El juez acuerda un careo entre Fernández Díaz y Francisco Martínez por los mensajes sobre “Kitchen”

García Castellón opta por una comparecencia conjunta para esclarecer las “contradicciones” y ante la “carga incriminatoria” de la declaración del ex número 2 de Interior

El exsecretario de Estado de Seguridad Francisco Martínez (izda.) acude a declarar ante el juez del "caso Kitchen" el pasado jueves,Chema MoyaEFE

El ex ministro del Interior Jorge Fernández Díaz y el que fuera secretario de Estado de Seguridad bajo su mandato, Francisco Martínez, se verán las caras ante el juez del “caso Kitchen”, Manuel García Castellón, que ha acordado que se sometan a un careo, en una fecha aún por determinar, para esclarecer “las contradicciones” entre las declaraciones prestadas por ambos ante el magistrado la pasada semana.

La principal discrepancia entre ambos se refiere a los mensajes que el exnúmero dos de Interior protocolarizó ante notario el año pasado y que atribuye a Fernández Díaz en relación al supuesto espionaje al extesorero del PP Luis Bárcenas.

García Castellón recuerda que el que fuera secretario de Estado de Seguridad afirmó que uno de los mensajes “reflejaba el encargo que le había hecho el ex ministro a propósito del confidente Sergio Ríos” (el chófer de Bárcenas) y otro “se mandó en el contexto de la comparecencia” en el Congreso del entonces presidente del Gobierno Mariano Rajoy el 1 de agosto de 2013, “cuando el sr. Fernández le pidió que recabase información sobre cuestiones relacionadas con los delitos que se imputaban al sr. Bárcenas”. Según la versión de Martínez que recoge el juez, el ministro le dijo que le iba a dar “un contacto” en el CNI porque “en ese momento la prioridad del Gobierno era disponer de información” del ex tesorero.

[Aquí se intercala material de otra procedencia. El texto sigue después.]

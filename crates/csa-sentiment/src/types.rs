use serde::Serialize;

/// Username reported when no record identifies a person.
pub const UNKNOWN_USERNAME: &str = "Unknown";

/// Identity of the analyzed post.
#[derive(Debug, Clone, PartialEq, Eq, Serialize)]
pub struct PostInfo {
    /// Post author, or [`UNKNOWN_USERNAME`] if no record names one.
    pub username: String,
    /// Identifier segment of the post URL (`/p/<shortcode>` or `/reel/<shortcode>`).
    pub shortcode: String,
}

/// A viewer comment with non-empty text.
#[derive(Debug, Clone, PartialEq, Eq, Serialize)]
pub struct Comment {
    pub username: String,
    pub text: String,
}

/// Raw output of a polarity scorer.
///
/// `compound` is in `[-1.0, 1.0]`; `pos`, `neg` and `neu` are proportions in
/// `[0.0, 1.0]`.
#[derive(Debug, Clone, Copy, PartialEq, Default)]
pub struct PolarityScores {
    pub compound: f64,
    pub pos: f64,
    pub neg: f64,
    pub neu: f64,
}

#[derive(Debug, Clone, Copy, PartialEq, Eq, Serialize)]
pub enum Sentiment {
    Positive,
    Negative,
    Neutral,
}

/// A comment together with its polarity scores and class.
#[derive(Debug, Clone, PartialEq, Serialize)]
pub struct ScoredComment {
    pub username: String,
    pub text: String,
    pub compound: f64,
    pub positive: f64,
    pub negative: f64,
    pub neutral: f64,
    pub sentiment: Sentiment,
}

/// Qualitative band of the mean compound score.
#[derive(Debug, Clone, Copy, PartialEq, Eq, Serialize)]
pub enum SentimentStrength {
    #[serde(rename = "Strongly Positive")]
    StronglyPositive,
    Positive,
    Neutral,
    Negative,
    #[serde(rename = "Strongly Negative")]
    StronglyNegative,
}

impl std::fmt::Display for Sentiment {
    fn fmt(&self, f: &mut std::fmt::Formatter<'_>) -> std::fmt::Result {
        f.pad(match self {
            Sentiment::Positive => "Positive",
            Sentiment::Negative => "Negative",
            Sentiment::Neutral => "Neutral",
        })
    }
}

impl std::fmt::Display for SentimentStrength {
    fn fmt(&self, f: &mut std::fmt::Formatter<'_>) -> std::fmt::Result {
        let label = match self {
            SentimentStrength::StronglyPositive => "Strongly Positive",
            SentimentStrength::Positive => "Positive",
            SentimentStrength::Neutral => "Neutral",
            SentimentStrength::Negative => "Negative",
            SentimentStrength::StronglyNegative => "Strongly Negative",
        };
        f.write_str(label)
    }
}

#[derive(Debug, Clone, PartialEq, Serialize)]
pub struct SentimentStats {
    pub total_comments: usize,
    pub avg_sentiment: f64,
    pub sentiment_strength: SentimentStrength,
    pub positive_count: usize,
    pub negative_count: usize,
    pub neutral_count: usize,
    pub positive_pct: f64,
    pub negative_pct: f64,
    pub neutral_pct: f64,
}

#[derive(Debug, Clone, PartialEq, Serialize)]
pub struct Highlights {
    pub most_positive: ScoredComment,
    pub most_negative: ScoredComment,
}

/// Aggregate sentiment for one post.
#[derive(Debug, Clone, PartialEq, Serialize)]
pub struct Summary {
    pub post_info: PostInfo,
    pub stats: SentimentStats,
    pub highlights: Highlights,
    /// Every scored comment, in provider order.
    pub comments: Vec<ScoredComment>,
}
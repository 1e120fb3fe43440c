use csa_scraper::ScraperError;
use thiserror::Error;

/// Nothing survived extraction and scoring, so there is nothing to summarize.
#[derive(Debug, Clone, Copy, PartialEq, Eq, Error)]
#[error("No comments to analyze or no valid sentiment results.")]
pub struct NoDataError;

#[derive(Debug, Error)]
pub enum SentimentError {
    #[error("Invalid Instagram URL: {0}")]
    InvalidUrl(String),

    #[error("API request failed: {0}")]
    ProviderUnavailable(String),

    #[error("No data returned from API")]
    EmptyResponse,

    #[error(transparent)]
    NoData(#[from] NoDataError),

    #[error("Internal server error: {0}")]
    Unexpected(String),
}

impl From<ScraperError> for SentimentError {
    fn from(err: ScraperError) -> Self {
        match err {
            ScraperError::Http(_)
            | ScraperError::UnexpectedStatus { .. }
            | ScraperError::Exhausted { .. } => Self::ProviderUnavailable(err.to_string()),
            ScraperError::Deserialize { .. } | ScraperError::InvalidRequest(_) => {
                Self::Unexpected(err.to_string())
            }
        }
    }
}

Martínez aseguró que al acudir al notario “solo quería poner de manifiesto qué era lo que estaba haciendo en ese momento, cuál era su labor”, que según explicó era “de coordinación entre servicios de información”, para intentar demostrar “la legalidad de las actuaciones policiales que se realizaron en ese momento”.

El ex número dos de interior acudió al notario después de que en sendas declaraciones el comisario Enrique García Castaño, también imputado, señalara a García Castellón que estaba al corriente de la “operación Kitchen”. Pero, según él, lo hizo por su enfado con Fernández Díaz porque no “se había tomado treinta segundos para trasladarme el beneficio de la duda” tras ser implicado en la supuesta operación de espionaje, que él ha negado, insistiendo ante el juez en que todo fue legal y que el objetivo no era sustraer a Bárcenas documentos sensibles para el PP, sino seguir el rastro del dinero del exsenador oculto en el extranjero.

Sin embargo, Fernández Díaz “negó la realidad de esos mensajes”, recalcando -recuerda el juez- que “ni eras suyos ni sabía de su existencia”.

En consecuencia, el instructor ve necesario practicar ese careo entre ambos dada “la importancia” de los mismos y la “carga incriminatoria” que poseen, por lo que acuerda citarlos nuevamente como investigados de forma conjunta.

El pasado viernes, el exministro facilitó voluntariamente el móvil al juez y, tras revisar la aplicación de WhatsApp durante una hora, el secretario judicial no halló esos supuestos mensajes. Fernández Díaz explicó al magistrado que su móvil “se rompió y adquirió otro” el pasado abril “por lo que no conservaba mensajes anteriores a esa fecha”.

Ahora, García Castellón pide a Fernández Díaz si voluntariamente desea “aportar su dispositivo móvil anterior al que usa actualmente” para “corroborar o descartar el envío de los mensajes” que le atribuye el que fuera su número dos en Interior.

El magistrado acuerda además otras diligencias para el esclarecimiento de los hechos objeto de investigación y cita de nuevo como investigado al comisario Marcelino Martín Blas. Asimismo, también tendrá que comparecer ante el instructor, en su caso como testigo, el exdirector de Gabinete de Coordinación y Estudios de la Secretaría de Estado con Francisco Martínez para esclarecer “el conocimiento que pudiera tener” éste “sobre el destino de los fondos reservados” y de los pagos al chófer de Bárcenas. Según refirió al juez el propio Martínez era esta persona la “responsable de la contabilidad de los fondos” y quien “verificaba el destino de los mismos”.

También como testigo el juez quiere escuchar el testimonio del inspector jefe de la unidad de Vigilancias en 2013, para saber si dirigió los seguimientos a la mujer, Rosalía Iglesias, cuando Martín Blas dirigía la Unidad de Asuntos Internos. Una función que, subraya García Castellón, resultaba “totalmente ajena” a una unidad de carácter interno encargada en realidad de la “investigación de agentes de Policía”.